Damian: Just define continuous target again.

Stephen: For example, when you say frequent flyer, that’s a number. How many times do you fly? Is two plus long enough? Three plus? Spending level is another example, dollars. Oh OK well our average spending level is three hundred dollars so let’s just be a little greedy in this pick a 500 dollar target. It may or may not work because you really didn’t look at the whole distribution of things you don’t know if it’s a bell curve or skewed curve or whatever. You don’t know that. You’ve got to rely on numbers. So whether you’re a big or small, if you build a model or not, this definition of things is very very important.

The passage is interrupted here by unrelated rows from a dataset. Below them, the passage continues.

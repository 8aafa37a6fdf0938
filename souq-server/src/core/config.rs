/// Server configuration - all knobs for the marketplace node
///
/// # Environment variables
///
/// Every setting can be overridden through environment variables:
///
/// | Variable | Default | Description |
/// |----------|---------|-------------|
/// | BOT_TOKEN | (empty) | Telegram bot token; empty disables outbound sends |
/// | ADMIN_ID | 0 | Owner Telegram id, always in the admin set |
/// | SITE_URL | http://localhost:3000 | Public storefront URL (webhook base) |
/// | SECRET_KEY | (generated) | Session signing key, at least 32 bytes |
/// | ADMIN_PASS | (empty) | Password guarding /api/admin/* |
/// | PORT | 3000 | HTTP listen port |
/// | DATA_DIR | ./data | Working directory for the embedded store and logs |
/// | LOG_LEVEL | info | Tracing level filter |
///
/// # Example
///
/// ```ignore
/// DATA_DIR=/var/lib/souq PORT=8080 cargo run
/// ```
#[derive(Debug, Clone)]
pub struct Config {
    /// Telegram bot token
    pub bot_token: String,
    /// Owner admin Telegram id (seed of the admin set)
    pub admin_id: i64,
    /// Public site URL, used to register the bot webhook
    pub site_url: String,
    /// Session cookie signing key
    pub secret_key: String,
    /// Admin password for the HTTP admin API
    pub admin_pass: String,
    /// HTTP listen port
    pub http_port: u16,
    /// Working directory for the embedded store
    pub data_dir: String,
    /// Log level: trace | debug | info | warn | error
    pub log_level: String,
    /// Session lifetime in minutes (sliding)
    pub session_minutes: i64,
}

impl Config {
    /// Load configuration from environment variables, falling back to
    /// defaults when unset.
    pub fn from_env() -> Self {
        Self {
            bot_token: std::env::var("BOT_TOKEN").unwrap_or_default(),
            admin_id: std::env::var("ADMIN_ID")
                .ok()
                .and_then(|v| v.parse().ok())
                .unwrap_or(0),
            site_url: std::env::var("SITE_URL")
                .unwrap_or_else(|_| "http://localhost:3000".into()),
            secret_key: std::env::var("SECRET_KEY")
                .ok()
                .filter(|k| k.len() >= 32)
                .unwrap_or_else(generated_secret),
            admin_pass: std::env::var("ADMIN_PASS").unwrap_or_default(),
            http_port: std::env::var("PORT")
                .ok()
                .and_then(|p| p.parse().ok())
                .unwrap_or(3000),
            data_dir: std::env::var("DATA_DIR").unwrap_or_else(|_| "./data".into()),
            log_level: std::env::var("LOG_LEVEL").unwrap_or_else(|_| "info".into()),
            session_minutes: 30,
        }
    }
}

/// Generate a process-local signing key when SECRET_KEY is unset or too
/// short. Sessions then survive only until restart, which is acceptable for
/// development; production deployments must set SECRET_KEY.
fn generated_secret() -> String {
    use rand::Rng;
    tracing::warn!("SECRET_KEY unset or shorter than 32 bytes, using a process-local key");
    let mut rng = rand::thread_rng();
    (0..48)
        .map(|_| rng.sample(rand::distributions::Alphanumeric) as char)
        .collect()
}

#[cfg(test)]
mod tests {
    use super::*;

    #[test]
    fn generated_secret_is_long_enough() {
        assert!(generated_secret().len() >= 32);
    }
}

Another case in point, by the way, when you have a really large target and you have a very small sample to mimic we all go through the sales process right? Let’s say you’re selling something that requires sales qualification. Likely to respond to the first outbound mailing could be very different from among those people who responded to the email who would actually buy. That could be very different. In fact, even if you use the same set of variables to go after these things you realize that it’s a simple concept. In the beginning, there are under 130 million households in this country and 300 million people so finding somebody who is just like your best buyer, and people call it finding a needle in a haystack. Finding a needle in a haystack it’s very easy. All you have to do is bring a big magnet and look for metals. What I’m talking about finding ideal customers out of 130 million houses or even if it looks like regional target of 10 million. Finding the best guys you need to talk to three to four hundred thousand is as difficult as finding a needle in a needlestack. It’s that difficult. Please don’t think the do this on your own. One day it will be simpler as simple as let’s define the target and let the machine go to work and do it.

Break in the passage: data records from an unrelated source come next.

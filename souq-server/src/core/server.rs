//! Server Implementation
//!
//! HTTP server startup and shutdown.

use crate::api;
use crate::core::{Config, ServerState};
use crate::utils::{AppError, AppResult};

/// HTTP Server
pub struct Server {
    config: Config,
    state: ServerState,
}

impl Server {
    pub fn new(config: Config, state: ServerState) -> Self {
        Self { config, state }
    }

    pub async fn run(&self) -> AppResult<()> {
        // Webhook registration is best effort; the server starts either way.
        self.state.register_webhook().await;

        let app = api::build_app(&self.state);

        let addr = std::net::SocketAddr::from(([0, 0, 0, 0], self.config.http_port));
        tracing::info!(%addr, "souq server starting");

        let listener = tokio::net::TcpListener::bind(addr)
            .await
            .map_err(|e| AppError::Internal(format!("failed to bind {addr}: {e}")))?;

        axum::serve(listener, app)
            .with_graceful_shutdown(async {
                let _ = tokio::signal::ctrl_c().await;
                tracing::info!("shutting down");
            })
            .await
            .map_err(|e| AppError::Internal(format!("server error: {e}")))?;

        Ok(())
    }
}
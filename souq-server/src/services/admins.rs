//! Admin Service
//!
//! Dynamic admin set stored in the `admin` table, always containing the
//! owner id from config.

use crate::db::models::AdminRecord;
use crate::db::repository::AdminRepository;
use crate::utils::{AppError, AppResult};

#[derive(Clone)]
pub struct AdminService {
    repo: AdminRepository,
    owner_id: i64,
}

impl AdminService {
    pub fn new(repo: AdminRepository, owner_id: i64) -> Self {
        Self { repo, owner_id }
    }

    pub fn owner_id(&self) -> i64 {
        self.owner_id
    }

    /// Membership check. A store failure denies (logged) rather than
    /// granting admin rights from stale data.
    pub async fn is_admin(&self, user_id: i64) -> bool {
        if user_id == self.owner_id {
            return true;
        }
        match self.repo.find(user_id).await {
            Ok(found) => found.is_some(),
            Err(e) => {
                tracing::warn!(user_id, error = %e, "admin lookup failed, denying");
                false
            }
        }
    }

    /// All admin ids including the owner, for broadcasts.
    pub async fn admin_ids(&self) -> Vec<i64> {
        let mut ids = vec![self.owner_id];
        if let Ok(admins) = self.repo.find_all().await {
            for admin in admins {
                if admin.user_id != self.owner_id {
                    ids.push(admin.user_id);
                }
            }
        }
        ids
    }

    pub async fn add(&self, user_id: i64, name: &str, added_by: i64) -> AppResult<AdminRecord> {
        Ok(self.repo.add(user_id, name, added_by).await?)
    }

    /// Remove an admin. The owner cannot be removed.
    pub async fn remove(&self, user_id: i64) -> AppResult<bool> {
        if user_id == self.owner_id {
            return Err(AppError::Forbidden("cannot remove the owner".into()));
        }
        Ok(self.repo.remove(user_id).await?)
    }

    pub async fn list(&self) -> AppResult<Vec<AdminRecord>> {
        Ok(self.repo.find_all().await?)
    }
}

But let’s not even think that machine will pick the target for you because it doesn’t understand your business goal yet. It doesn’t know your pain points yet. Is this model for your prospecting to get new customers? Is it to sell more things? Is it to find out who’s going to be valuable and treat them differently? Or is it going to be who’s going to be an outrider….who’s going to quit your service? All those predictions are a business decision. “Oh this is my business issue, this is the model I need even if you don’t need somebody to think like that anyway.”

For example, attrition. You don’t need a model every time, you might need some kind of a simple scoring algorithm. We have it in our BG. It’s not that simple actually but it’s a the scoring algorithm. What do you think that is? That’s a model. So you’re using this thing all the time but as a user what you have to think about is “okay what am I going after and how do I express that what I’m going after in a mathematical term?”. Do this instead of some ambiguous high-dollar customer. You know what, let’s define how high is high. That’s what I mean by continuous target. If you cannot, then there are other techniques to deal with that but let’s have that discussion with a real analyst. If you don’t have that luxury, at least take a look at the distribution report which is available in our report.

Damian: I would say that everybody listening has that luxury because we can have them reach out to you and have a quick conversation you.

Stephen: And let me just confess by the way.

DamianI wasn’t we’re going to take confessions today.

Stephen: This whole booth feels like confession. Although my last confession, don’t ask me when. But anyways, long enough so that I don’t remember.

The truth is that’s how we designed the BuyerGenomics reports. I can tell how many pockets of customers you have to consider in less than three pages. I never really ask anybody to run a special report and this report is real to you. Yes we’ll have to think about it, look at the report, and all that but I would like to have that journey with our customers. Let’s talk about it’s not just about who has a fancy report and all that. You know what? We didn’t create fancy reports so that it looks fancy okay? Do the things that you make more money targeting the right people. This is the first discussion whether you build models or segments or do the manual targeting. That’s all secondary.